# [Task to complete]
Range to reproduce from the entries below: the line with "reads and writes.", the line with "pub fn with_options(options: StoreOptions)", and every line in between. Give them exactly and give nothing else.

*** Dataset records

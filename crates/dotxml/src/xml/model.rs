//! XML data model

use indexmap::IndexMap;

/// XML document
#[derive(Clone, Debug, PartialEq)]
pub struct Document {
    /// Raw XML declaration, e.g. `version="1.0" encoding="UTF-8"`
    pub declaration: Option<String>,
    /// Comments preceding the root element
    pub prolog: Vec<String>,
    pub root: Element,
}

impl Document {
    pub fn new(root: Element) -> Self {
        Self {
            declaration: None,
            prolog: Vec::new(),
            root,
        }
    }
}

/// XML element
#[derive(Clone, Debug, PartialEq)]
pub struct Element {
    pub name: String,
    pub attributes: IndexMap<String, String>,
    pub children: Vec<Content>,
}

/// XML content node
#[derive(Clone, Debug, PartialEq)]
pub enum Content {
    Element(Element),
    Text(String),
    Comment(String),
}

impl Element {
    pub fn new(name: impl Into<String>) -> Self {
        Self {
            name: name.into(),
            attributes: IndexMap::new(),
            children: Vec::new(),
        }
    }

    /// Text of the element.
    ///
    /// Only a leading text node counts: `<a>x<b/></a>` has text `x`, while
    /// `<a><!--c-->x</a>` has none.
    pub fn text(&self) -> Option<&str> {
        match self.children.first() {
            Some(Content::Text(text)) => Some(text),
            _ => None,
        }
    }

    /// Replace the leading text node, or insert one in front of the other
    /// children.
    pub fn set_text(&mut self, value: impl Into<String>) {
        let value = value.into();
        match self.children.first_mut() {
            Some(Content::Text(text)) => *text = value,
            _ => self.children.insert(0, Content::Text(value)),
        }
    }

    pub fn attribute(&self, name: &str) -> Option<&str> {
        self.attributes.get(name).map(String::as_str)
    }

    /// Child elements in document order, skipping text and comments
    pub fn elements(&self) -> impl Iterator<Item = &Self> {
        self.children.iter().filter_map(|child| match child {
            Content::Element(element) => Some(element),
            Content::Text(_) | Content::Comment(_) => None,
        })
    }

    pub fn elements_mut(&mut self) -> impl Iterator<Item = &mut Self> {
        self.children.iter_mut().filter_map(|child| match child {
            Content::Element(element) => Some(element),
            Content::Text(_) | Content::Comment(_) => None,
        })
    }

    /// First child element named exactly `name`
    pub fn first_child(&self, name: &str) -> Option<&Self> {
        self.elements().find(|element| element.name == name)
    }

    pub fn first_child_mut(&mut self, name: &str) -> Option<&mut Self> {
        self.elements_mut().find(|element| element.name == name)
    }
}
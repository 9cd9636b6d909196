//! XML parser, data model and serializer

pub mod model;
pub mod parser;
pub mod writer;

pub use model::{Content, Document, Element};
pub use parser::{Config, Parser, MAX_NESTING};
pub use writer::to_string;
#![no_main]
use dotxml::path::{resolve, resolve_mut};
use libfuzzer_sys::fuzz_target;

fuzz_target!(|data: &[u8]| {
    let Ok(input) = std::str::from_utf8(data) else {
        return;
    };
    // First line is the path, the rest is the document
    let (path, xml) = input.split_once('\n').unwrap_or((input, ""));
    let Ok(mut doc) = dotxml::from_xml_str(xml) else {
        return;
    };
    let found = resolve(&doc.root, path).is_some();
    if let Some(element) = resolve_mut(&mut doc.root, path) {
        element.set_text(path);
    }
    assert_eq!(
        resolve(&doc.root, path).and_then(|e| e.text()),
        found.then_some(path)
    );
});
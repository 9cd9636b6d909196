use std::io::IsTerminal;
use std::path::PathBuf;
use std::process::ExitCode;

use anyhow::{bail, Context, Result};
use clap::{Parser, Subcommand};
use tracing::{error, info};
use tracing_subscriber::EnvFilter;

use dotxml::{ConfigStore, StoreOptions, UNAVAILABLE};

#[derive(Debug, Parser)]
#[command(
    name = "dotxml",
    version,
    about = "Read and update XML configuration files by dotted path"
)]
struct Args {
    /// XML configuration file
    #[arg(value_name = "FILE")]
    file: PathBuf,
    /// Printed in place of values that do not exist
    #[arg(long, default_value = UNAVAILABLE)]
    sentinel: String,
    /// Directory modified files are written to (defaults to the current directory)
    #[arg(long, value_name = "DIR")]
    output_dir: Option<PathBuf>,
    /// Log debug output (overridden by RUST_LOG)
    #[arg(short, long)]
    verbose: bool,
    #[command(subcommand)]
    command: Command,
}

#[derive(Debug, Subcommand)]
enum Command {
    /// Print the configuration tree
    Print,
    /// Check whether an element exists (exit status 1 when it does not)
    Exists { path: String },
    /// Print the text of an element
    Get { path: String },
    /// Print an attribute of an element
    Attr { path: String, name: String },
    /// Set the text of an existing element and write `_<FILE>`
    Set { path: String, value: String },
    /// Set an existing attribute and write `_<FILE>`
    SetAttr {
        path: String,
        name: String,
        value: String,
    },
    /// Add one to an integer element and write `_<FILE>`
    Increment { path: String },
}

fn main() -> ExitCode {
    let args = Args::parse();

    let default_level = if args.verbose { "debug" } else { "info" };
    tracing_subscriber::fmt()
        .with_env_filter(
            EnvFilter::try_from_default_env().unwrap_or_else(|_| EnvFilter::new(default_level)),
        )
        .with_writer(std::io::stderr)
        .with_ansi(std::io::stderr().is_terminal())
        .with_target(false)
        .without_time()
        .init();

    match run(args) {
        Ok(code) => code,
        Err(e) => {
            error!("{e:#}");
            ExitCode::FAILURE
        }
    }
}

fn run(args: Args) -> Result<ExitCode> {
    let mut options = StoreOptions::default().with_sentinel(args.sentinel);
    if let Some(dir) = args.output_dir {
        options = options.with_output_dir(dir);
    }

    let mut store = ConfigStore::open_with_options(&args.file, options)
        .with_context(|| format!("failed to load {}", args.file.display()))?;

    match args.command {
        Command::Print => {
            print!("{}", store.render().unwrap_or_default());
        }
        Command::Exists { path } => {
            let exists = store.exists(&path);
            println!("{exists}");
            if !exists {
                return Ok(ExitCode::FAILURE);
            }
        }
        Command::Get { path } => println!("{}", store.get_option(&path)),
        Command::Attr { path, name } => println!("{}", store.get_attribute(&path, &name)),
        Command::Set { path, value } => {
            if !store.set_option(&path, value) {
                bail!("no element at '{path}'");
            }
            save(store)?;
        }
        Command::SetAttr { path, name, value } => {
            if !store.set_attribute(&path, &name, value) {
                bail!("no attribute '{name}' on element '{path}'");
            }
            save(store)?;
        }
        Command::Increment { path } => {
            let next = increment(&store, &path)?;
            if !store.set_option(&path, next.to_string()) {
                bail!("no element at '{path}'");
            }
            println!("{next}");
            save(store)?;
        }
    }

    Ok(ExitCode::SUCCESS)
}

fn increment(store: &ConfigStore, path: &str) -> Result<i64> {
    let Some(current) = store.option(path) else {
        bail!("no element at '{path}'");
    };
    let current = current.trim();
    if current.is_empty() {
        return Ok(1);
    }
    let value: i64 = current
        .parse()
        .with_context(|| format!("'{path}' holds '{current}', not an integer"))?;
    value
        .checked_add(1)
        .with_context(|| format!("'{path}' would overflow"))
}

fn save(store: ConfigStore) -> Result<()> {
    match store.close().context("failed to write configuration")? {
        Some(path) => info!("wrote {}", path.display()),
        None => info!("nothing changed"),
    }
    Ok(())
}
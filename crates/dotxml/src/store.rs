//! Path-addressed configuration store backed by an XML file

use std::fs;
use std::path::{Path, PathBuf};

use tracing::{debug, error, info, instrument, warn};

use crate::error::{ErrorKind, LoadError, PersistError};
use crate::path;
use crate::printer;
use crate::xml::{self, Document};

/// Value returned by [`ConfigStore::get_option`] and
/// [`ConfigStore::get_attribute`] when nothing is found
pub const UNAVAILABLE: &str = "N/A";

/// Prefix of the file a modified configuration is written to
pub const DEFAULT_OUTPUT_PREFIX: &str = "_";

/// Options for a [`ConfigStore`]
#[derive(Clone, Debug, PartialEq, Eq)]
pub struct StoreOptions {
    /// Returned in place of a value that could not be found
    pub sentinel: String,
    /// Prepended to the source file name when writing back
    pub output_prefix: String,
    /// Directory to write back into (current directory when `None`)
    pub output_dir: Option<PathBuf>,
    /// Limits applied while parsing the source file
    pub parser: xml::Config,
}

impl Default for StoreOptions {
    fn default() -> Self {
        Self {
            sentinel: UNAVAILABLE.to_string(),
            output_prefix: DEFAULT_OUTPUT_PREFIX.to_string(),
            output_dir: None,
            parser: xml::Config::default(),
        }
    }
}

impl StoreOptions {
    pub fn with_sentinel(mut self, sentinel: impl Into<String>) -> Self {
        self.sentinel = sentinel.into();
        self
    }

    pub fn with_output_prefix(mut self, prefix: impl Into<String>) -> Self {
        self.output_prefix = prefix.into();
        self
    }

    pub fn with_output_dir(mut self, dir: impl Into<PathBuf>) -> Self {
        self.output_dir = Some(dir.into());
        self
    }

    pub const fn with_parser(mut self, parser: xml::Config) -> Self {
        self.parser = parser;
        self
    }
}

/// An XML configuration file opened for dotted-path reads and writes.
///
/// Paths are resolved from the document root, so `Settings.value` names the
/// `value` child of the root's first `Settings` child. Changes stay in memory
/// until [`close`](Self::close) writes them to `_<file name>`; a modified
/// store that is dropped without being closed writes on drop and only logs
/// failures.
#[derive(Debug)]
pub struct ConfigStore {
    options: StoreOptions,
    source: Option<PathBuf>,
    document: Option<Document>,
    dirty: bool,
    closed: bool,
}

impl Default for ConfigStore {
    fn default() -> Self {
        Self::new()
    }
}

impl ConfigStore {
    /// Create an empty store with default options
    pub fn new() -> Self {
        Self::with_options(StoreOptions::default())
    }

    /// Create an empty store with custom options
    pub fn with_options(options: StoreOptions) -> Self {
        debug!("dotxml config store version {}", env!("CARGO_PKG_VERSION"));
        Self {
            options,
            source: None,
            document: None,
            dirty: false,
            closed: false,
        }
    }

    /// Create a store and load `path` into it
    pub fn open(path: impl AsRef<Path>) -> Result<Self, LoadError> {
        let mut store = Self::new();
        store.load(path)?;
        Ok(store)
    }

    /// Create a store with custom options and load `path` into it
    pub fn open_with_options(
        path: impl AsRef<Path>,
        options: StoreOptions,
    ) -> Result<Self, LoadError> {
        let mut store = Self::with_options(options);
        store.load(path)?;
        Ok(store)
    }

    /// Read and parse `path`.
    ///
    /// The file is read before anything is parsed, so a missing or unreadable
    /// file is reported as [`LoadError::FileNotAccessible`]. A store holds one
    /// document for its whole life and rejects a second load.
    #[instrument(skip(self, path), fields(path = %path.as_ref().display()))]
    pub fn load(&mut self, path: impl AsRef<Path>) -> Result<(), LoadError> {
        let path = path.as_ref();
        if let Some(current) = self.loaded_source() {
            return Err(LoadError::AlreadyLoaded {
                path: current.to_path_buf(),
            });
        }

        let bytes = fs::read(path).map_err(|source| {
            error!("could not open file '{}': {}", path.display(), source);
            LoadError::FileNotAccessible {
                path: path.to_path_buf(),
                source,
            }
        })?;

        let mut parser = xml::Parser::with_config(&bytes, self.options.parser);
        let document = parser.parse().map_err(|source| {
            if source.kind() == &ErrorKind::MissingRoot {
                error!("XML file '{}' has no document root node", path.display());
                LoadError::NoRootElement {
                    path: path.to_path_buf(),
                }
            } else {
                error!("could not load XML file '{}': {}", path.display(), source);
                LoadError::Parse {
                    path: path.to_path_buf(),
                    source,
                }
            }
        })?;

        info!(
            "configuration file '{}' loaded, root node '{}'",
            path.display(),
            document.root.name
        );
        self.source = Some(path.to_path_buf());
        self.document = Some(document);
        Ok(())
    }

    pub fn is_loaded(&self) -> bool {
        self.document.is_some()
    }

    /// Whether any value has been changed since load
    pub fn is_dirty(&self) -> bool {
        self.dirty
    }

    pub fn options(&self) -> &StoreOptions {
        &self.options
    }

    /// Path the store was loaded from
    pub fn source_path(&self) -> Option<&Path> {
        self.loaded_source()
    }

    pub fn root_name(&self) -> Option<&str> {
        self.document.as_ref().map(|doc| doc.root.name.as_str())
    }

    /// Whether `path` names an element
    pub fn exists(&self, path: &str) -> bool {
        self.find(path).is_some()
    }

    /// Text of the element at `path`.
    ///
    /// `Some("")` for an element without text, `None` when there is no such
    /// element.
    pub fn option(&self, path: &str) -> Option<String> {
        self.find(path)
            .map(|element| element.text().unwrap_or_default().to_string())
    }

    /// Like [`option`](Self::option), with the sentinel in place of `None`
    pub fn get_option(&self, path: &str) -> String {
        self.option(path)
            .unwrap_or_else(|| self.options.sentinel.clone())
    }

    /// Value of attribute `name` on the element at `path`
    pub fn attribute(&self, path: &str, name: &str) -> Option<String> {
        self.find(path)
            .and_then(|element| element.attribute(name))
            .map(str::to_string)
    }

    /// Like [`attribute`](Self::attribute), with the sentinel in place of `None`
    pub fn get_attribute(&self, path: &str, name: &str) -> String {
        self.attribute(path, name)
            .unwrap_or_else(|| self.options.sentinel.clone())
    }

    /// Replace the text of the element at `path`.
    ///
    /// Returns `false` and changes nothing when the element does not exist.
    pub fn set_option(&mut self, path: &str, value: impl Into<String>) -> bool {
        let Some(element) = self.find_mut(path) else {
            return false;
        };
        element.set_text(value);
        self.dirty = true;
        true
    }

    /// Replace the value of an existing attribute.
    ///
    /// Attributes are never created; returns `false` and changes nothing when
    /// either the element or the attribute is missing.
    pub fn set_attribute(&mut self, path: &str, name: &str, value: impl Into<String>) -> bool {
        let Some(slot) = self
            .find_mut(path)
            .and_then(|element| element.attributes.get_mut(name))
        else {
            return false;
        };
        *slot = value.into();
        self.dirty = true;
        true
    }

    /// Rendered tree, see [`printer::render`]
    pub fn render(&self) -> Option<String> {
        self.document.as_ref().map(|doc| printer::render(&doc.root))
    }

    /// Log the rendered tree, one event per line
    pub fn print_config_file(&self) {
        match self.render() {
            Some(rendered) => {
                for line in rendered.lines() {
                    info!("{line}");
                }
            }
            None => error!("empty XML document"),
        }
    }

    /// File a modified configuration is written to: the source file name,
    /// without its directory, behind the output prefix.
    pub fn output_path(&self) -> Option<PathBuf> {
        let file_name = self.loaded_source()?.file_name()?.to_string_lossy();
        let name = format!("{}{}", self.options.output_prefix, file_name);
        Some(match &self.options.output_dir {
            Some(dir) => dir.join(name),
            None => PathBuf::from(name),
        })
    }

    /// Finish with the store, writing the document back when it was
    /// modified.
    ///
    /// Returns the written path, or `None` when there was nothing to write.
    pub fn close(mut self) -> Result<Option<PathBuf>, PersistError> {
        self.closed = true;
        self.persist()
    }

    fn persist(&self) -> Result<Option<PathBuf>, PersistError> {
        let Some(document) = self.document.as_ref().filter(|_| self.dirty) else {
            return Ok(None);
        };

        let target = self.output_path().ok_or_else(|| {
            let path = self.source.clone().unwrap_or_default();
            error!("no file name to write '{}' back to", path.display());
            PersistError::NoFileName { path }
        })?;

        info!("writing XML document {} ...", target.display());
        fs::write(&target, xml::to_string(document)).map_err(|source| {
            error!("could not write XML file '{}': {}", target.display(), source);
            PersistError::Write {
                path: target.clone(),
                source,
            }
        })?;
        info!("XML document written successfully");
        Ok(Some(target))
    }

    fn loaded_source(&self) -> Option<&Path> {
        self.document.as_ref().and(self.source.as_deref())
    }

    fn find(&self, path: &str) -> Option<&xml::Element> {
        let Some(document) = &self.document else {
            warn!("lookup of '{path}' on an empty XML document");
            return None;
        };
        let found = path::resolve(&document.root, path);
        if found.is_none() {
            debug!("no element at '{path}'");
        }
        found
    }

    fn find_mut(&mut self, path: &str) -> Option<&mut xml::Element> {
        let Some(document) = &mut self.document else {
            warn!("update of '{path}' on an empty XML document");
            return None;
        };
        let found = path::resolve_mut(&mut document.root, path);
        if found.is_none() {
            debug!("no element at '{path}'");
        }
        found
    }
}

impl Drop for ConfigStore {
    fn drop(&mut self) {
        if self.closed {
            return;
        }
        // failures are already logged
        let _ = self.persist();
    }
}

******

# [Completed exercise]
/// An XML configuration file opened for dotted-path reads and writes.
///
/// Paths are resolved from the document root, so `Settings.value` names the
/// `value` child of the root's first `Settings` child. Changes stay in memory
/// until [`close`](Self::close) writes them to `_<file name>`; a modified
/// store that is dropped without being closed writes on drop and only logs
/// failures.
#[derive(Debug)]
pub struct ConfigStore {
    options: StoreOptions,
    source: Option<PathBuf>,
    document: Option<Document>,
    dirty: bool,
    closed: bool,
}

impl Default for ConfigStore {
    fn default() -> Self {
        Self::new()
    }
}

impl ConfigStore {
    /// Create an empty store with default options
    pub fn new() -> Self {
        Self::with_options(StoreOptions::default())
    }

    /// Create an empty store with custom options
    pub fn with_options(options: StoreOptions) -> Self {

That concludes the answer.